Salí en busca de Tacuabé y allí lo encontré, rodeado por otros hombres. En cuanto me vio llegar, se puso de pie para saludarme:

—Arandú, por suerte has regresado.

—¿Vale la pena todo esto? —tenía miedo de que mi madre, y sobre todo mi abuela ya anciana, emprendieran una odisea para no llegar a ningún lado. Pensaba en los mayores, en los gurises, en los enfermos.

—No nos queda otra. Aquí no hay más para hacer, estamos mal, la gente no quiere seguir pasando necesidades, y Don Frutos ha ofrecido un sitio mejor. Si lo escucharas hablar…

—Ahora nos conmovemos cuando el blanco habla —no podía ocultar mi malestar.

—Artigas era blanco y te caía bien.

—Artigas no es Fructuoso Rivera; más aún, Rivera lo traicionó. Se han dejado engatusar por sus palabras bonitas.

—Habla como Andresito —expresó un hombre cercano a los cuarenta que integraba la ronda.

—Andresito era de los nuestros y luchó hasta el final. Me parece que confiamos demasiado en Rivera… —repliqué.

Irũ, no hay otra salida —Tacuabé sonó sincero, y entonces comprendí que no existían otros destinos posibles.

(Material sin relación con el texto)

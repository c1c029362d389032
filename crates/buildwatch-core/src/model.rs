//! Build progress model: configure steps, plain tiers and tools tiers.
//!
//! Nothing in a build log says "directory done". A directory is complete
//! when the next tracked directory starts, when the pass changes, or when
//! the tier ends. [`SuccessionTier::advance_to`] is the one place that rule
//! is applied.

use buildwatch_types::{
    ConfigureStep, DirectoryProgress, Lane, LaneState, TierPass, ToolsDirectoryProgress,
};
use tracing::debug;

/// Result of moving the open item of a tier.
#[derive(Debug, Clone, Copy, PartialEq, Eq)]
pub struct Advance {
    /// Item marked complete, if one was open.
    pub finalized: Option<usize>,
    /// Item now in progress.
    pub opened: usize,
}

/// What a `DirectoryEntered` line did to a tier.
#[derive(Debug, Clone, Copy, PartialEq, Eq)]
pub enum Entered {
    /// A tracked directory started.
    Advanced(Advance),
    /// An untracked subdirectory of the open directory; its count went up.
    Descended(usize),
}

/// A tier whose directories complete by succession.
pub trait SuccessionTier {
    fn name(&self) -> &str;
    fn len(&self) -> usize;
    fn current(&self) -> Option<usize>;
    fn set_current(&mut self, index: Option<usize>);
    /// Index of a tracked directory, by exact name.
    fn position(&self, dir: &str) -> Option<usize>;
    /// The lane the current pass updates for the directory at `index`.
    fn lane_mut(&mut self, index: usize) -> &mut Lane;

    /// Called when a directory opens, after its lane became in progress.
    fn on_open(&mut self, _index: usize) {}

    fn is_empty(&self) -> bool {
        self.len() == 0
    }

    /// Mark the open directory complete and close it.
    fn finish_current(&mut self) -> Option<usize> {
        let index = self.current()?;
        self.set_current(None);
        self.lane_mut(index).state = LaneState::Complete;
        Some(index)
    }

    /// Finalize whatever is open, then open `next`.
    fn advance_to(&mut self, next: usize) -> Advance {
        let finalized = self.finish_current();
        self.lane_mut(next).state = LaneState::InProgress;
        self.on_open(next);
        self.set_current(Some(next));
        Advance {
            finalized,
            opened: next,
        }
    }

    /// Apply a directory entry. Returns `None` when the path is untracked
    /// and nothing is open to attribute it to.
    fn enter(&mut self, dir: &str) -> Option<Entered> {
        if let Some(index) = self.position(dir) {
            return Some(Entered::Advanced(self.advance_to(index)));
        }
        let index = self.current()?;
        self.lane_mut(index).count += 1;
        Some(Entered::Descended(index))
    }
}

/// A tier with an export pass followed by a libs pass.
#[derive(Debug, Clone)]
pub struct PlainTier {
    name: String,
    dirs: Vec<DirectoryProgress>,
    pass: TierPass,
    current: Option<usize>,
}

impl PlainTier {
    pub fn new(name: impl Into<String>, dirs: &[String]) -> Self {
        Self {
            name: name.into(),
            dirs: dirs.iter().map(DirectoryProgress::new).collect(),
            pass: TierPass::Export,
            current: None,
        }
    }

    pub fn dirs(&self) -> &[DirectoryProgress] {
        &self.dirs
    }

    pub fn dir(&self, index: usize) -> &DirectoryProgress {
        &self.dirs[index]
    }

    pub fn pass(&self) -> TierPass {
        self.pass
    }

    /// Switch to the libs pass, finalizing the open export directory.
    ///
    /// With no export directory open this only flips the pass.
    pub fn start_libs(&mut self) -> Option<usize> {
        let finalized = self.finish_current();
        if finalized.is_none() {
            debug!(target: "buildwatch::model", tier = %self.name, "libs pass started with no open export directory");
        }
        self.pass = TierPass::Libs;
        finalized
    }
}

impl SuccessionTier for PlainTier {
    fn name(&self) -> &str {
        &self.name
    }

    fn len(&self) -> usize {
        self.dirs.len()
    }

    fn current(&self) -> Option<usize> {
        self.current
    }

    fn set_current(&mut self, index: Option<usize>) {
        self.current = index;
    }

    fn position(&self, dir: &str) -> Option<usize> {
        self.dirs.iter().position(|d| d.name == dir)
    }

    fn lane_mut(&mut self, index: usize) -> &mut Lane {
        let dir = &mut self.dirs[index];
        match self.pass {
            TierPass::Export => &mut dir.export,
            TierPass::Libs => &mut dir.libs,
        }
    }

    /// Opening a directory for libs means its export pass is over.
    fn on_open(&mut self, index: usize) {
        if self.pass == TierPass::Libs {
            self.dirs[index].export.state = LaneState::Complete;
        }
    }
}

/// A tier with a single pass over directories found by a scan.
#[derive(Debug, Clone)]
pub struct ToolsTier {
    name: String,
    dirs: Vec<ToolsDirectoryProgress>,
    current: Option<usize>,
}

impl ToolsTier {
    pub fn new(name: impl Into<String>, dirs: &[String]) -> Self {
        Self {
            name: name.into(),
            dirs: dirs.iter().map(ToolsDirectoryProgress::new).collect(),
            current: None,
        }
    }

    pub fn dirs(&self) -> &[ToolsDirectoryProgress] {
        &self.dirs
    }

    pub fn dir(&self, index: usize) -> &ToolsDirectoryProgress {
        &self.dirs[index]
    }
}

impl SuccessionTier for ToolsTier {
    fn name(&self) -> &str {
        &self.name
    }

    fn len(&self) -> usize {
        self.dirs.len()
    }

    fn current(&self) -> Option<usize> {
        self.current
    }

    fn set_current(&mut self, index: Option<usize>) {
        self.current = index;
    }

    fn position(&self, dir: &str) -> Option<usize> {
        self.dirs.iter().position(|d| d.name == dir)
    }

    fn lane_mut(&mut self, index: usize) -> &mut Lane {
        &mut self.dirs[index].lane
    }
}

/// Configure steps run before the first tier. Only the newest step is ever
/// in progress.
#[derive(Debug, Clone, Default)]
pub struct ConfigurePhase {
    steps: Vec<ConfigureStep>,
}

impl ConfigurePhase {
    pub fn new() -> Self {
        Self::default()
    }

    pub fn steps(&self) -> &[ConfigureStep] {
        &self.steps
    }

    pub fn step(&self, index: usize) -> &ConfigureStep {
        &self.steps[index]
    }

    pub fn len(&self) -> usize {
        self.steps.len()
    }

    pub fn is_empty(&self) -> bool {
        self.steps.is_empty()
    }

    /// Mark the newest step complete if it is still running.
    pub fn finish_last(&mut self) -> Option<usize> {
        let index = self.steps.len().checked_sub(1)?;
        let step = &mut self.steps[index];
        if step.state != LaneState::InProgress {
            return None;
        }
        step.state = LaneState::Complete;
        Some(index)
    }

    /// Start a new step after finishing the previous one.
    pub fn start(&mut self, name: impl Into<String>) -> Advance {
        let finalized = self.finish_last();
        self.steps.push(ConfigureStep::started(name));
        Advance {
            finalized,
            opened: self.steps.len() - 1,
        }
    }
}
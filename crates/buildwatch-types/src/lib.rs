//! Shared types for the buildwatch log renderer.

mod event;
mod outcome;
mod progress;

pub use event::*;
pub use outcome::*;
pub use progress::*;
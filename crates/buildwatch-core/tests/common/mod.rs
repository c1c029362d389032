//! Common test utilities for integration tests.

#![allow(dead_code)]

use buildwatch_core::{RecordingTerminal, Session, SessionOptions};
use std::path::PathBuf;

/// Load a build log fixture from the fixtures directory.
pub fn load_fixture(name: &str) -> String {
    let fixture_path = PathBuf::from(env!("CARGO_MANIFEST_DIR"))
        .join("tests")
        .join("fixtures")
        .join(format!("{}.log", name));

    std::fs::read_to_string(&fixture_path)
        .unwrap_or_else(|e| panic!("Failed to read fixture {}: {}", fixture_path.display(), e))
}

/// Fixture lines with their newlines kept, as they arrive on stdin.
pub fn fixture_lines(name: &str) -> Vec<String> {
    load_fixture(name)
        .split_inclusive('\n')
        .map(str::to_string)
        .collect()
}

pub fn new_session() -> Session<RecordingTerminal> {
    Session::start(RecordingTerminal::new(), SessionOptions::default())
        .expect("session should start on a recording terminal")
}

/// Feed every line of a fixture without finishing the session.
pub fn feed_fixture(session: &mut Session<RecordingTerminal>, name: &str) {
    for line in fixture_lines(name) {
        session.feed_line(&line).expect("feeding a fixture line");
    }
}
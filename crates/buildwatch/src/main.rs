//! buildwatch - pipe a tiered make build through this for a live progress display.

use anyhow::{Context, Result};
use buildwatch::{config, logging};
use buildwatch_core::AnsiTerminal;
use clap::Parser;
use std::io;
use std::path::PathBuf;

use config::Config;
use logging::{LogConfig, LogFormat};

/// Live progress display for tiered recursive make builds.
#[derive(Parser, Debug)]
#[command(name = "buildwatch")]
#[command(about = "Reads a build log on stdin and draws live per-directory progress")]
#[command(version)]
struct Cli {
    /// Path to config file
    #[arg(short, long, value_name = "FILE")]
    config: Option<PathBuf>,

    /// Enable verbose logging (tier and directory transitions)
    #[arg(short, long)]
    verbose: bool,

    /// Enable debug logging
    #[arg(short, long)]
    debug: bool,

    /// Enable trace logging, including every classified line
    #[arg(long)]
    trace: bool,

    /// Quiet mode (WARN and ERROR only)
    #[arg(short, long)]
    quiet: bool,

    /// Set log level for specific targets (e.g., "model=debug" or "classifier=trace").
    /// Can be specified multiple times. Targets are prefixed with "buildwatch::" automatically.
    #[arg(long = "log", value_name = "TARGET=LEVEL")]
    log_overrides: Vec<String>,

    /// Log output format
    #[arg(long = "log-format", value_name = "FORMAT", default_value = "text")]
    log_format: LogFormat,

    /// Write logs to a file instead of stderr
    #[arg(long = "log-file", value_name = "FILE")]
    log_file: Option<PathBuf>,
}

fn main() -> Result<()> {
    #[cfg(unix)]
    reset_sigpipe();

    let cli = Cli::parse();

    let log_config = LogConfig::from_cli(
        cli.verbose,
        cli.debug,
        cli.trace,
        cli.quiet,
        cli.log_overrides,
        cli.log_format,
    )
    .with_file(cli.log_file);
    logging::init(&log_config)?;

    let config = match &cli.config {
        Some(path) => Config::load_from(path)?,
        None => Config::load()?,
    };
    tracing::info!(
        target: "buildwatch::startup",
        recent_lines = config.recent_lines,
        set_title = config.set_title,
        "configuration loaded"
    );

    let stdin = io::stdin();
    let stdout = io::stdout();
    let summary = buildwatch_core::watch(
        stdin.lock(),
        AnsiTerminal::new(stdout.lock()),
        config.to_session_options(),
    )
    .context("build display failed")?;

    tracing::info!(
        target: "buildwatch::startup",
        outcome = %summary.outcome,
        errors = summary.errors,
        "exiting"
    );
    Ok(())
}

#[cfg(unix)]
fn reset_sigpipe() {
    // a closed pipe ends the process quietly
    unsafe {
        libc::signal(libc::SIGPIPE, libc::SIG_DFL);
    }
}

El pueblo se puso en marcha. Era un día diáfano, los pájaros revoloteaban y de pronto las viejas empezaron a entonar melodías antiguas. Estas voces parecían llamar a otras del pasado; provenían de exilios y éxodos lejanos en el tiempo, traían consigo las pérdidas y el desamparo, eran el eco de aquellos tupíes guaraníes que por siglos buscaron la Tierra sin Mal, ese lugar tan parecido al Paraíso de los cristianos. Y yo, que sabía que el Paraíso era sólo para los que morían, tuve miedo de que ese viaje marcara nuestro ocaso definitivo.

Era como si el alma de la selva se trasladara en esa marea humana que acarreaba animales, plantas, frutas, verduras, cacharros, imágenes.

Volvieron las canciones, resonaron las oraciones. Miré al cielo y pedí a Dios, aunque en lo profundo de mi ser lo llamé simplemente Ñandejára.

Cruz

Lo he visto en mis sueños. Se ha marchado en Pascua y era como un Cristo descendiendo a los infiernos. Me da miedo que él, un simple mortal dolido y atormentado, ya no pueda regresar de aquel averno.

He visto también a Panchito, despidiéndolo, aferrado a la mano de una mujer hermosa que llora por dentro, herida y traicionada.

El Portugués ha dejado el refugio para revolver su dolorosa historia. No sabe si es justicia, no sabe si es venganza. Sólo tiene una certeza: quiere enfrentarse nuevamente cara a cara con Ramallo Chico.

Galopa hacia la Banda Oriental dejando en las tierras misioneras y correntinas una nueva historia que quizás, algún día, pueda reclamar.

Lo he visto en mis sueños, y he sentido piedad por él.